To do – Restate word for word the line containing "if !self.is_complete() ||" and each line that follows it, through the last line below, and nothing else.

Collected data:
* * * * * * * * *
//! Percentage-bounded allocation ledger.
//!
//! A session sets a total once, then adds named categories until the
//! assigned percentages sum to exactly 100. The sum can never exceed 100:
//! any call that would cross the line is rejected without mutating state.
//! Completion yields a serializable record exactly once, so the file write
//! for the budget worker cannot re-trigger.

use serde::ser::{Serialize, SerializeMap, Serializer};

use crate::channel::{self, PathPair};
use crate::error::{FeedError, LedgerError};

/// Reserved by the serialized record's first field; never a category name.
const TOTAL_KEY: &str = "total";

#[derive(Debug, Default)]
pub struct AllocationLedger {
    total: Option<u64>,
    categories: Vec<(String, u8)>,
    completion_taken: bool,
}

impl AllocationLedger {
    pub fn new() -> Self {
        Self::default()
    }

    /// Fixes the session total. Rejects non-positive values, and rejects a
    /// second call rather than silently overwriting.
    pub fn set_total(&mut self, total: i64) -> Result<(), LedgerError> {
        if total <= 0 {
            return Err(LedgerError::InvalidInput(
                "Please enter a positive number.".to_string(),
            ));
        }
        if self.total.is_some() {
            return Err(LedgerError::InvalidInput(
                "total is already set for this session".to_string(),
            ));
        }
        self.total = Some(total as u64);
        Ok(())
    }

    /// Adds a category and returns the new remaining percentage.
    pub fn add_category(&mut self, name: &str, pct: i64) -> Result<u8, LedgerError> {
        if self.total.is_none() {
            return Err(LedgerError::InvalidInput(
                "set a total before adding categories".to_string(),
            ));
        }
        let name = name.trim();
        if name.is_empty() {
            return Err(LedgerError::InvalidInput(
                "category name cannot be empty".to_string(),
            ));
        }
        if self.contains(name) {
            return Err(LedgerError::DuplicateCategory(name.to_string()));
        }
        let remaining = self.remaining();
        if pct <= 0 || pct > i64::from(remaining) {
            return Err(LedgerError::OutOfRange { pct, remaining });
        }
        self.categories.push((name.to_string(), pct as u8));
        Ok(self.remaining())
    }

    /// `100 - sum(accepted percentages)`.
    pub fn remaining(&self) -> u8 {
        let assigned: u32 = self.categories.iter().map(|(_, pct)| u32::from(*pct)).sum();
        // add_category keeps the sum within 100.
        (100 - assigned) as u8
    }

    pub fn is_complete(&self) -> bool {
        self.remaining() == 0 && self.total.is_some()
    }

    /// `total` is reserved, so duplicate keys in the serialized record are
    /// impossible by construction.
    pub fn contains(&self, name: &str) -> bool {
        name == TOTAL_KEY || self.categories.iter().any(|(existing, _)| existing == name)
    }

    pub fn total(&self) -> Option<u64> {
        self.total
    }

    pub fn categories(&self) -> &[(String, u8)] {
        &self.categories
    }

    /// Returns the serializable record on the transition to complete, and
    /// `None` on every later call. Callers hand the record to
    /// [`write_budget_input`].
    pub fn take_completion(&mut self) -> Option<BudgetRecord> {
        if !self.is_complete() || self.completion_taken {
            return None;
        }
        self.completion_taken = true;
        Some(BudgetRecord {
            total: self.total.unwrap_or(0),
            categories: self.categories.clone(),
        })
    }

    pub fn reset(&mut self) {
        *self = Self::default();
    }
}

/// The record the budget worker consumes: `total` first, then one field per
/// category, percentage shares, in insertion order.
#[derive(Debug, Clone, PartialEq, Eq)]
pub struct BudgetRecord {
    pub total: u64,
    pub categories: Vec<(String, u8)>,
}

impl Serialize for BudgetRecord {
    fn serialize<S>(&self, serializer: S) -> Result<S::Ok, S::Error>
    where
        S: Serializer,
    {
        let mut map = serializer.serialize_map(Some(1 + self.categories.len()))?;
        map.serialize_entry(TOTAL_KEY, &self.total)?;
        for (name, pct) in &self.categories {
            map.serialize_entry(name, pct)?;
        }
        map.end()
    }
}

/// Serializes the completed ledger to the budget worker's input path,
/// clearing any stale output first. A failed write leaves ledger state (and
/// the filesystem target) untouched.
pub fn write_budget_input(pair: &PathPair, record: &BudgetRecord) -> Result<(), FeedError> {
    channel::submit(pair, record)
}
* * * * * * * * *
Result –
        if !self.is_complete() || self.completion_taken {
            return None;
        }
        self.completion_taken = true;
        Some(BudgetRecord {
            total: self.total.unwrap_or(0),
            categories: self.categories.clone(),
        })
    }

    pub fn reset(&mut self) {
        *self = Self::default();
    }
}

/// The record the budget worker consumes: `total` first, then one field per
/// category, percentage shares, in insertion order.
#[derive(Debug, Clone, PartialEq, Eq)]
pub struct BudgetRecord {
    pub total: u64,
    pub categories: Vec<(String, u8)>,
}

impl Serialize for BudgetRecord {
    fn serialize<S>(&self, serializer: S) -> Result<S::Ok, S::Error>
    where
        S: Serializer,
    {
        let mut map = serializer.serialize_map(Some(1 + self.categories.len()))?;
        map.serialize_entry(TOTAL_KEY, &self.total)?;
        for (name, pct) in &self.categories {
            map.serialize_entry(name, pct)?;
        }
        map.end()
    }
}

/// Serializes the completed ledger to the budget worker's input path,
/// clearing any stale output first. A failed write leaves ledger state (and
/// the filesystem target) untouched.
pub fn write_budget_input(pair: &PathPair, record: &BudgetRecord) -> Result<(), FeedError> {
    channel::submit(pair, record)
}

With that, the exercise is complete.